Boles U, Gul E E, Fitzgerald L, Sadiq Ali F, Nolan C, Aldworth-Gaumond K, Redfearn D R, Baranchuk A, Glover B, Simpson C, Abdollah H, Michael K A
Heart Rhythm Service, Division of Cardiology, Kingston General Hospital, Queen's University, Ontario, Canada; Cardiology Department, Midland Regional Hospital Mullingar (MRHM), Ireland.
Heart Rhythm Service, Division of Cardiology, Kingston General Hospital, Queen's University, Ontario, Canada.
Indian Pacing Electrophysiol J. 2018 Mar-Apr;18(2):56-60. doi: 10.1016/j.ipej.2017.10.010. Epub 2017 Oct 27.
Current algorithms and device morphology templates have been proposed in current Implantable Cardioverter-Defibrillators (ICDs) to minimize inappropriate therapies (ITS), but this has not been completely successful.
Assess the impact of a deliberate strategy of using an atrial lead implant with standardized parameters; based on all current ICD discriminators and technologies, on the burden of ITS.
A retrospective single-centre analysis of 250 patients with either dual chamber (DR) ICDs or biventricular ICDs (CRTDs) over a (41.9 ± 27.3) month period was performed. The incidence of ITS on all ICD and CRTD patients was chronicled after the implementation of standardized programming.

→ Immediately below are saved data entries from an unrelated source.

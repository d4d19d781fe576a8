use serde::{Deserialize, Serialize};
use serde_json::Value;
use time::OffsetDateTime;

/// A single bookshelf record.
///
/// `finished` is derived from the page counters and is never taken from the
/// caller. `id` and `inserted_at` never change after creation. `year`,
/// `author`, `summary` and `publisher` are stored as whatever JSON value the
/// caller sent.
#[derive(Debug, Clone, PartialEq, Eq, Serialize, Deserialize)]
#[serde(rename_all = "camelCase")]
pub struct Book {
    pub id: String,
    pub name: String,
    pub year: Option<Value>,
    pub author: Option<Value>,
    pub summary: Option<Value>,
    pub publisher: Option<Value>,
    pub page_count: u32,
    pub read_page: u32,
    pub finished: bool,
    pub reading: bool,
    #[serde(with = "time::serde::rfc3339")]
    pub inserted_at: OffsetDateTime,
    #[serde(with = "time::serde::rfc3339")]
    pub updated_at: OffsetDateTime,
}

impl Book {
    pub(crate) fn new(id: String, fields: BookFields, now: OffsetDateTime) -> Self {
        let finished = fields.is_finished();
        Self {
            id,
            name: fields.name,
            year: fields.year,
            author: fields.author,
            summary: fields.summary,
            publisher: fields.publisher,
            page_count: fields.page_count,
            read_page: fields.read_page,
            finished,
            reading: fields.reading,
            inserted_at: now,
            updated_at: now,
        }
    }

    /// Replace every caller-owned field and refresh `updated_at`.
    pub(crate) fn apply(&mut self, fields: BookFields, now: OffsetDateTime) {
        self.finished = fields.is_finished();
        self.name = fields.name;
        self.year = fields.year;
        self.author = fields.author;
        self.summary = fields.summary;
        self.publisher = fields.publisher;
        self.page_count = fields.page_count;
        self.read_page = fields.read_page;
        self.reading = fields.reading;
        self.updated_at = now;
    }
}

/// Request body for creating or replacing a book.
#[derive(Debug, Clone, Default, Serialize, Deserialize)]
#[serde(rename_all = "camelCase")]
pub struct BookPayload {
    #[serde(default)]
    pub name: Option<String>,
    #[serde(default)]
    pub year: Option<Value>,
    #[serde(default)]
    pub author: Option<Value>,
    #[serde(default)]
    pub summary: Option<Value>,
    #[serde(default)]
    pub publisher: Option<Value>,
    #[serde(default)]
    pub page_count: u32,
    #[serde(default)]
    pub read_page: u32,
    #[serde(default)]
    pub reading: bool,
}

impl BookPayload {
    /// Check the business rules, name first, then the page counters.
    pub fn validate(self) -> Result<BookFields, BookRule> {
        let name = match self.name {
            Some(name) if !name.is_empty() => name,
            _ => return Err(BookRule::NameRequired),
        };

        if self.read_page > self.page_count {
            return Err(BookRule::ReadPageExceedsPageCount);
        }

        Ok(BookFields {
            name,
            year: self.year,
            author: self.author,
            summary: self.summary,
            publisher: self.publisher,
            page_count: self.page_count,
            read_page: self.read_page,
            reading: self.reading,
        })
    }
}

/// Business rule a payload can violate.
#[derive(Debug, Clone, Copy, PartialEq, Eq, thiserror::Error)]
pub enum BookRule {
    #[error("name required")]
    NameRequired,
    #[error("readPage exceeds pageCount")]
    ReadPageExceedsPageCount,
}

/// Payload fields that passed validation.
#[derive(Debug, Clone)]
pub struct BookFields {
    name: String,
    year: Option<Value>,
    author: Option<Value>,
    summary: Option<Value>,
    publisher: Option<Value>,
    page_count: u32,
    read_page: u32,
    reading: bool,
}

impl BookFields {
    fn is_finished(&self) -> bool {
        self.page_count == self.read_page
    }
}

/// Lightweight listing entry.
#[derive(Debug, Clone, PartialEq, Eq, Serialize, Deserialize)]
pub struct BookSummary {
    pub id: String,
    pub name: String,
    pub publisher: Option<Value>,
}

impl From<&Book> for BookSummary {
    fn from(book: &Book) -> Self {
        Self {
            id: book.id.clone(),
            name: book.name.clone(),
            publisher: book.publisher.clone(),
        }
    }
}

/// Listing filters; every field set must match (logical AND).
#[derive(Debug, Clone, Default, PartialEq, Eq)]
pub struct BookFilter {
    /// Case-insensitive substring of `name`
    pub name: Option<String>,
    pub reading: Option<bool>,
    pub finished: Option<bool>,
}

impl BookFilter {
    pub(crate) fn matcher(&self) -> impl Fn(&Book) -> bool + '_ {
        let needle = self.name.as_deref().map(str::to_lowercase);
        move |book: &Book| {
            needle
                .as_deref()
                .map_or(true, |needle| book.name.to_lowercase().contains(needle))
                && self.reading.map_or(true, |reading| book.reading == reading)
                && self.finished.map_or(true, |finished| book.finished == finished)
        }
    }
}
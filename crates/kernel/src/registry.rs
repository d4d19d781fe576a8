use anyhow::Context;
use std::sync::Arc;

use crate::module::{InitCtx, Module};

/// Module registry owning the lifecycle of every registered module.
///
/// Modules are initialized and started in registration order and stopped in
/// reverse order.
pub struct ModuleRegistry {
    modules: Vec<Arc<dyn Module>>,
}

impl ModuleRegistry {
    /// Create a new module registry
    pub fn new() -> Self {
        Self {
            modules: Vec::new(),
        }
    }

    /// Register a module with the registry
    ///
    /// A second module with an already registered name is rejected, since
    /// both would be mounted under the same `/api/{name}` prefix.
    pub fn register(&mut self, module: Arc<dyn Module>) -> anyhow::Result<()> {
        if self.get_module(module.name()).is_some() {
            anyhow::bail!("module '{}' is already registered", module.name());
        }
        self.modules.push(module);
        Ok(())
    }

    /// Get all registered modules in registration order
    pub fn modules(&self) -> impl Iterator<Item = &Arc<dyn Module>> {
        self.modules.iter()
    }

    /// Get a module by name
    pub fn get_module(&self, name: &str) -> Option<&Arc<dyn Module>> {
        self.modules.iter().find(|module| module.name() == name)
    }

    /// Get the number of registered modules
    pub fn module_count(&self) -> usize {
        self.modules.len()
    }

    /// Initialize all modules
    pub async fn init_modules(&self, ctx: &InitCtx<'_>) -> anyhow::Result<()> {
        tracing::info!("initializing {} modules", self.modules.len());

        for module in &self.modules {
            tracing::info!(module = module.name(), "initializing module");

            module
                .init(ctx)
                .await
                .with_context(|| format!("failed to initialize module '{}'", module.name()))?;
        }

        Ok(())
    }

    /// Start all modules
    pub async fn start_modules(&self, ctx: &InitCtx<'_>) -> anyhow::Result<()> {
        tracing::info!("starting {} modules", self.modules.len());

        for module in &self.modules {
            tracing::info!(module = module.name(), "starting module");

            module
                .start(ctx)
                .await
                .with_context(|| format!("failed to start module '{}'", module.name()))?;
        }

        Ok(())
    }

    /// Stop all modules in reverse registration order
    pub async fn stop_modules(&self) -> anyhow::Result<()> {
        tracing::info!("stopping {} modules", self.modules.len());

        for module in self.modules.iter().rev() {
            tracing::info!(module = module.name(), "stopping module");

            module
                .stop()
                .await
                .with_context(|| format!("failed to stop module '{}'", module.name()))?;
        }

        Ok(())
    }
}

impl Default for ModuleRegistry {
    fn default() -> Self {
        Self::new()
    }
}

39 events of anti-tachycardial pacing (ATP) and/or shocks were identified in 20 patients (8% incidence rate among patients). The total number of individual therapies was 120, of which 34% were inappropriate ATP, and 36% were inappropriate shocks. 11 patients of the 250 patients received ITS (4.4%). Of the 20 patients, four had ICDs for primary prevention and 16 for a secondary prevention. All the episodes in the primary indication group were inappropriate, while seven patients (43%) of the secondary indication group experienced inappropriate therapies.
The burden of ITS in the population of patients receiving ICDs was 4.4% in the presence of atrial leads. The proposed rationalized programming criteria seems an effective strategy to minimize the burden of inappropriate therapies and will require further validation.
目前已在植入式心脏转复除颤器(ICD)中提出了当前算法和设备形态模板,以尽量减少不适当治疗(ITS),但这尚未完全成功。
评估采用标准化参数进行心房导线植入的刻意策略;基于所有当前的ICD鉴别器和技术,对ITS负担的影响。
对250例双腔(DR)ICD或双心室ICD(CRTD)患者进行了为期(41.9±27.3)个月的回顾性单中心分析。在实施标准化编程后,记录了所有ICD和CRTD患者的ITS发生率。
在20例患者中识别出39次抗心动过速起搏(ATP)和/或电击事件(患者发生率为8%)。个体治疗总数为120次,其中34%为不适当的ATP,36%为不适当的电击。250例患者中有11例接受了ITS(4.4%)。在这20例患者中,4例因一级预防植入ICD,16例因二级预防植入。一级适应证组的所有发作均不适当;而二级适应证组中有7例患者(43%)经历了不适当治疗。
在有心房导线的情况下,接受ICD治疗的患者群体中ITS负担为4.4%。所提出的合理化编程标准似乎是一种有效策略,可尽量减少不适当治疗的负担,且需要进一步验证。